## Material shown

//! Cached JNI class and method identifiers for `android.media.Image`.
//!
//! Built once in `JNI_OnLoad` and passed by reference into every frame
//! call; nothing here is mutated afterwards.

use camblit_core::{FrameError, PlaneDescriptor};
use jni::JNIEnv;
use jni::objects::{GlobalRef, JByteBuffer, JMethodID, JObject, JObjectArray};
use jni::signature::{Primitive, ReturnType};

use crate::errors::BridgeError;

pub struct JniBindings {
    // Global refs keep the classes (and so the method IDs) alive.
    _image_class: GlobalRef,
    get_planes: JMethodID,
    get_width: JMethodID,
    get_height: JMethodID,

    _plane_class: GlobalRef,
    get_buffer: JMethodID,
    get_pixel_stride: JMethodID,
    get_row_stride: JMethodID,
}

impl JniBindings {
    pub fn new(env: &mut JNIEnv) -> Result<Self, BridgeError> {
        let image_class = env.find_class("android/media/Image")?;
        let get_planes =
            env.get_method_id(&image_class, "getPlanes", "()[Landroid/media/Image$Plane;")?;
        let get_width = env.get_method_id(&image_class, "getWidth", "()I")?;
        let get_height = env.get_method_id(&image_class, "getHeight", "()I")?;

        let plane_class = env.find_class("android/media/Image$Plane")?;
        let get_buffer = env.get_method_id(&plane_class, "getBuffer", "()Ljava/nio/ByteBuffer;")?;
        let get_pixel_stride = env.get_method_id(&plane_class, "getPixelStride", "()I")?;
        let get_row_stride = env.get_method_id(&plane_class, "getRowStride", "()I")?;

        Ok(Self {
            _image_class: env.new_global_ref(&image_class)?,
            get_planes,
            get_width,
            get_height,
            _plane_class: env.new_global_ref(&plane_class)?,
            get_buffer,
            get_pixel_stride,
            get_row_stride,
        })
    }

    fn call_int(&self, env: &mut JNIEnv, obj: &JObject, method: JMethodID) -> Result<i32, BridgeError> {
        // SAFETY: every cached ID refers to a `()I` method of obj's class.
        let value = unsafe {
            env.call_method_unchecked(obj, method, ReturnType::Primitive(Primitive::Int), &[])
        }?;
        Ok(value.i()?)
    }

    /// `Image.getWidth()` / `Image.getHeight()`.
    pub fn image_size(&self, env: &mut JNIEnv, image: &JObject) -> Result<(i32, i32), BridgeError> {
        let width = self.call_int(env, image, self.get_width)?;
        let height = self.call_int(env, image, self.get_height)?;
        Ok((width, height))
    }

    /// `Image.getPlanes()`; a null array is a precondition failure.
    pub fn planes<'local>(
        &self,
        env: &mut JNIEnv<'local>,
        image: &JObject,
    ) -> Result<JObjectArray<'local>, BridgeError> {
        let planes = unsafe { env.call_method_unchecked(image, self.get_planes, ReturnType::Array, &[]) }?
            .l()?;
        if planes.is_null() {
            return Err(FrameError::Precondition("Image.getPlanes() returned null".into()).into());
        }
        Ok(JObjectArray::from(planes))
    }

    /// Describe plane `index`: its direct buffer and strides.
    ///
    /// A null or non-direct buffer yields `data: None`.
    ///
    /// # Safety
    /// The returned slice aliases the Java direct buffer. `'buf` must not
    /// outlive the current native call, and the image must stay open for it.
    pub unsafe fn plane<'buf>(
        &self,
        env: &mut JNIEnv,
        planes: &JObjectArray,
        index: i32,
    ) -> Result<PlaneDescriptor<'buf>, BridgeError> {
        let plane = env.get_object_array_element(planes, index)?;
        let row_stride = self.call_int(env, &plane, self.get_row_stride)?;
        let pixel_stride = self.call_int(env, &plane, self.get_pixel_stride)?;

        let buffer = unsafe { env.call_method_unchecked(&plane, self.get_buffer, ReturnType::Object, &[]) }?
            .l()?;
        if buffer.is_null() {
            return Ok(PlaneDescriptor::null(row_stride, pixel_stride));
        }
        let buffer = JByteBuffer::from(buffer);
        let addr = match env.get_direct_buffer_address(&buffer) {
            Ok(addr) if !addr.is_null() => addr,
            _ => {
                tracing::debug!(index, "plane buffer has no direct address");
                return Ok(PlaneDescriptor::null(row_stride, pixel_stride));
            }
        };
        let capacity = env.get_direct_buffer_capacity(&buffer)?;
        // SAFETY: addr/capacity describe a live direct buffer (see above).
        let data = unsafe { std::slice::from_raw_parts(addr as *const u8, capacity) };
        Ok(PlaneDescriptor::new(data, row_stride, pixel_stride))
    }
}
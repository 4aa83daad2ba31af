//! Packed I420 (YUV420 planar) buffer built from three strided planes.
//!
//! Layout: `[Y: w*h][U: cw*ch][V: cw*ch]` with `cw = ceil(w/2)`,
//! `ch = ceil(h/2)`. Row and pixel strides of the source planes are removed.

use crate::errors::FrameError;
use crate::plane::{PlaneDescriptor, PlaneOrder, PlaneView};

/// Chroma plane dimensions for a 4:2:0 image, rounded up.
pub fn chroma_dims(width: usize, height: usize) -> (usize, usize) {
    (width.div_ceil(2), height.div_ceil(2))
}

#[derive(Debug, Clone, PartialEq, Eq)]
pub struct PackedYuv420 {
    width: usize,
    height: usize,
    data: Vec<u8>,
}

impl PackedYuv420 {
    /// Total byte size of a packed buffer for the given dimensions.
    pub fn packed_len(width: usize, height: usize) -> Option<usize> {
        let (cw, ch) = chroma_dims(width, height);
        let luma = width.checked_mul(height)?;
        let chroma = cw.checked_mul(ch)?.checked_mul(2)?;
        luma.checked_add(chroma)
    }

    /// Wrap an already packed buffer. The length is checked later by the
    /// color transform, so malformed buffers can still be represented.
    pub fn from_raw(width: usize, height: usize, data: Vec<u8>) -> Self {
        Self {
            width,
            height,
            data,
        }
    }

    /// Normalize three camera planes into a packed buffer.
    ///
    /// `chroma1` and `chroma2` are the second and third planes as delivered;
    /// `order` decides which one is U. Every plane is validated before the
    /// destination is allocated.
    pub fn from_planes(
        width: usize,
        height: usize,
        luma: &PlaneDescriptor<'_>,
        chroma1: &PlaneDescriptor<'_>,
        chroma2: &PlaneDescriptor<'_>,
        order: PlaneOrder,
    ) -> Result<Self, FrameError> {
        if width == 0 || height == 0 {
            return Err(FrameError::Precondition(format!(
                "invalid image dims: {width} x {height}"
            )));
        }
        let (cw, ch) = chroma_dims(width, height);

        let y = PlaneView::new(luma, width, height)?;
        let c1 = PlaneView::new(chroma1, cw, ch)?;
        let c2 = PlaneView::new(chroma2, cw, ch)?;
        let (u, v) = match order {
            PlaneOrder::Yuv => (c1, c2),
            PlaneOrder::Yvu => (c2, c1),
        };

        let len = Self::packed_len(width, height)
            .ok_or_else(|| FrameError::Precondition("packed buffer size overflows".into()))?;
        let mut data = vec![0u8; len];

        let (y_dst, rest) = data.split_at_mut(width * height);
        let (u_dst, v_dst) = rest.split_at_mut(cw * ch);
        y.copy_packed(y_dst);
        u.copy_packed(u_dst);
        v.copy_packed(v_dst);

        tracing::debug!(
            width,
            height,
            y_pixel_stride = y.pixel_stride(),
            u_pixel_stride = u.pixel_stride(),
            v_pixel_stride = v.pixel_stride(),
            "packed I420 frame"
        );

        Ok(Self {
            width,
            height,
            data,
        })
    }

    pub fn width(&self) -> usize {
        self.width
    }

    pub fn height(&self) -> usize {
        self.height
    }

    pub fn chroma_width(&self) -> usize {
        chroma_dims(self.width, self.height).0
    }

    pub fn chroma_height(&self) -> usize {
        chroma_dims(self.width, self.height).1
    }

    pub fn as_bytes(&self) -> &[u8] {
        &self.data
    }

    pub fn y(&self) -> &[u8] {
        &self.data[..self.width * self.height]
    }

    pub fn u(&self) -> &[u8] {
        let start = self.width * self.height;
        &self.data[start..start + self.chroma_width() * self.chroma_height()]
    }

    pub fn v(&self) -> &[u8] {
        let start = self.width * self.height + self.chroma_width() * self.chroma_height();
        &self.data[start..start + self.chroma_width() * self.chroma_height()]
    }
}

#[cfg(test)]
mod tests {
    use super::*;

    /// Build a strided plane where sample (r, c) = f(r, c) and every other
    /// byte is `pad`.
    fn strided_plane(
        w: usize,
        h: usize,
        row_stride: usize,
        pixel_stride: usize,
        pad: u8,
        f: impl Fn(usize, usize) -> u8,
    ) -> Vec<u8> {
        let mut buf = vec![pad; row_stride * h];
        for r in 0..h {
            for c in 0..w {
                buf[r * row_stride + c * pixel_stride] = f(r, c);
            }
        }
        buf
    }

    #[test]
    fn test_chroma_dims_round_up() {
        assert_eq!(chroma_dims(5, 3), (3, 2));
        assert_eq!(chroma_dims(4, 4), (2, 2));
        assert_eq!(chroma_dims(1, 1), (1, 1));
    }

    #[test]
    fn test_odd_dims_sizes() {
        let y = vec![10u8; 5 * 3];
        let u = vec![20u8; 3 * 2];
        let v = vec![30u8; 3 * 2];
        let packed = PackedYuv420::from_planes(
            5,
            3,
            &PlaneDescriptor::new(&y, 5, 1),
            &PlaneDescriptor::new(&u, 3, 1),
            &PlaneDescriptor::new(&v, 3, 1),
            PlaneOrder::Yuv,
        )
        .unwrap();
        assert_eq!(packed.y().len(), 15);
        assert_eq!(packed.u().len(), 3 * 2);
        assert_eq!(packed.v().len(), 3 * 2);
        assert_eq!(packed.as_bytes().len(), 15 + 12);
        assert!(packed.u().iter().all(|&b| b == 20));
        assert!(packed.v().iter().all(|&b| b == 30));
    }

    #[test]
    fn test_row_padding_never_leaks() {
        let (w, h) = (6, 4);
        let (cw, ch) = chroma_dims(w, h);
        for pixel_stride in [1usize, 2] {
            let y_rs = w * pixel_stride + 7;
            let c_rs = cw * pixel_stride + 3;
            let y = strided_plane(w, h, y_rs, pixel_stride, 0xEE, |r, c| (r * 16 + c) as u8);
            let u = strided_plane(cw, ch, c_rs, pixel_stride, 0xEE, |r, c| (100 + r * 8 + c) as u8);
            let v = strided_plane(cw, ch, c_rs, pixel_stride, 0xEE, |r, c| (200 + r * 8 + c) as u8);

            let packed = PackedYuv420::from_planes(
                w,
                h,
                &PlaneDescriptor::new(&y, y_rs as i32, pixel_stride as i32),
                &PlaneDescriptor::new(&u, c_rs as i32, pixel_stride as i32),
                &PlaneDescriptor::new(&v, c_rs as i32, pixel_stride as i32),
                PlaneOrder::Yuv,
            )
            .unwrap();

            for r in 0..h {
                for c in 0..w {
                    assert_eq!(packed.y()[r * w + c], y[r * y_rs + c * pixel_stride]);
                }
            }
            for r in 0..ch {
                for c in 0..cw {
                    assert_eq!(packed.u()[r * cw + c], u[r * c_rs + c * pixel_stride]);
                    assert_eq!(packed.v()[r * cw + c], v[r * c_rs + c * pixel_stride]);
                }
            }
            assert!(!packed.as_bytes().contains(&0xEE));
        }
    }

    #[test]
    fn test_mixed_chroma_pixel_strides() {
        let y = vec![0u8; 4 * 2];
        let u = vec![7u8; 2];
        // Interleaved V: samples at 0 and 2.
        let v = [9u8, 0xEE, 9];
        let packed = PackedYuv420::from_planes(
            4,
            2,
            &PlaneDescriptor::new(&y, 4, 1),
            &PlaneDescriptor::new(&u, 2, 1),
            &PlaneDescriptor::new(&v, 4, 2),
            PlaneOrder::Yuv,
        )
        .unwrap();
        assert_eq!(packed.u(), &[7, 7]);
        assert_eq!(packed.v(), &[9, 9]);
    }

    #[test]
    fn test_plane_order_swaps_chroma() {
        let y = vec![0u8; 4];
        let c1 = [1u8];
        let c2 = [2u8];
        let packed = PackedYuv420::from_planes(
            2,
            2,
            &PlaneDescriptor::new(&y, 2, 1),
            &PlaneDescriptor::new(&c1, 1, 1),
            &PlaneDescriptor::new(&c2, 1, 1),
            PlaneOrder::Yvu,
        )
        .unwrap();
        assert_eq!(packed.u(), &[2]);
        assert_eq!(packed.v(), &[1]);
    }

    #[test]
    fn test_null_chroma_plane_fails() {
        let y = vec![0u8; 4];
        let u = [0u8];
        let err = PackedYuv420::from_planes(
            2,
            2,
            &PlaneDescriptor::new(&y, 2, 1),
            &PlaneDescriptor::new(&u, 1, 1),
            &PlaneDescriptor::null(1, 1),
            PlaneOrder::Yuv,
        )
        .unwrap_err();
        assert!(matches!(err, FrameError::Precondition(_)));
    }

    #[test]
    fn test_zero_dims_fail() {
        let y = [0u8; 1];
        let d = PlaneDescriptor::new(&y, 1, 1);
        assert!(PackedYuv420::from_planes(0, 1, &d, &d, &d, PlaneOrder::Yuv).is_err());
        assert!(PackedYuv420::from_planes(1, 0, &d, &d, &d, PlaneOrder::Yuv).is_err());
    }
}
//! Desktop surface: renders into an in-memory RGBA image.
//!
//! Lets the full pipeline run off-device and exports the presented frame as
//! JPEG (or base64 JPEG for web previews).

use base64::Engine;
use camblit_core::{FrameError, Surface, SurfaceBuffer, SurfaceLock};
use image::codecs::jpeg::JpegEncoder;
use image::{DynamicImage, RgbaImage};

#[derive(Debug, Clone)]
pub struct ImageSurface {
    image: RgbaImage,
    posts: usize,
}

impl Default for ImageSurface {
    fn default() -> Self {
        Self::new()
    }
}

impl ImageSurface {
    pub fn new() -> Self {
        Self {
            image: RgbaImage::new(0, 0),
            posts: 0,
        }
    }

    pub fn image(&self) -> &RgbaImage {
        &self.image
    }

    pub fn into_image(self) -> RgbaImage {
        self.image
    }

    /// Number of frames presented so far.
    pub fn posts(&self) -> usize {
        self.posts
    }

    /// Encode the last presented frame as JPEG (alpha dropped).
    pub fn encode_jpeg(&self, quality: u8) -> Result<Vec<u8>, FrameError> {
        let rgb = DynamicImage::ImageRgba8(self.image.clone()).to_rgb8();
        let mut jpeg_buf = Vec::with_capacity(rgb.as_raw().len() / 4);
        let mut encoder = JpegEncoder::new_with_quality(&mut jpeg_buf, quality);
        encoder
            .encode_image(&rgb)
            .map_err(|e| FrameError::Surface(format!("JPEG encode failed: {e}")))?;
        Ok(jpeg_buf)
    }

    pub fn encode_jpeg_base64(&self, quality: u8) -> Result<String, FrameError> {
        let jpeg = self.encode_jpeg(quality)?;
        Ok(base64::engine::general_purpose::STANDARD.encode(jpeg))
    }
}

impl Surface for ImageSurface {
    type Lock<'a>
        = ImageLock<'a>
    where
        Self: 'a;

    fn set_geometry(&mut self, width: usize, height: usize) -> Result<(), FrameError> {
        let (Ok(w), Ok(h)) = (u32::try_from(width), u32::try_from(height)) else {
            return Err(FrameError::Surface(format!(
                "geometry out of range: {width} x {height}"
            )));
        };
        if w == 0 || h == 0 {
            return Err(FrameError::Surface(format!("invalid geometry: {w} x {h}")));
        }
        if self.image.dimensions() != (w, h) {
            self.image = RgbaImage::new(w, h);
        }
        Ok(())
    }

    fn lock(&mut self) -> Result<ImageLock<'_>, FrameError> {
        Ok(ImageLock { surface: self })
    }
}

pub struct ImageLock<'a> {
    surface: &'a mut ImageSurface,
}

impl SurfaceLock for ImageLock<'_> {
    fn buffer(&mut self) -> SurfaceBuffer<'_> {
        let image = &mut self.surface.image;
        let (width, height) = (image.width() as usize, image.height() as usize);
        SurfaceBuffer {
            pixels: &mut **image,
            width,
            height,
            stride: width,
        }
    }
}

impl Drop for ImageLock<'_> {
    fn drop(&mut self) {
        self.surface.posts += 1;
    }
}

## Task statement
Every line of the material that holds the word "JObjectArray" must be found and copied.

## Answer area
use jni::objects::{GlobalRef, JByteBuffer, JMethodID, JObject, JObjectArray};
    ) -> Result<JObjectArray<'local>, BridgeError> {
        Ok(JObjectArray::from(planes))
        planes: &JObjectArray,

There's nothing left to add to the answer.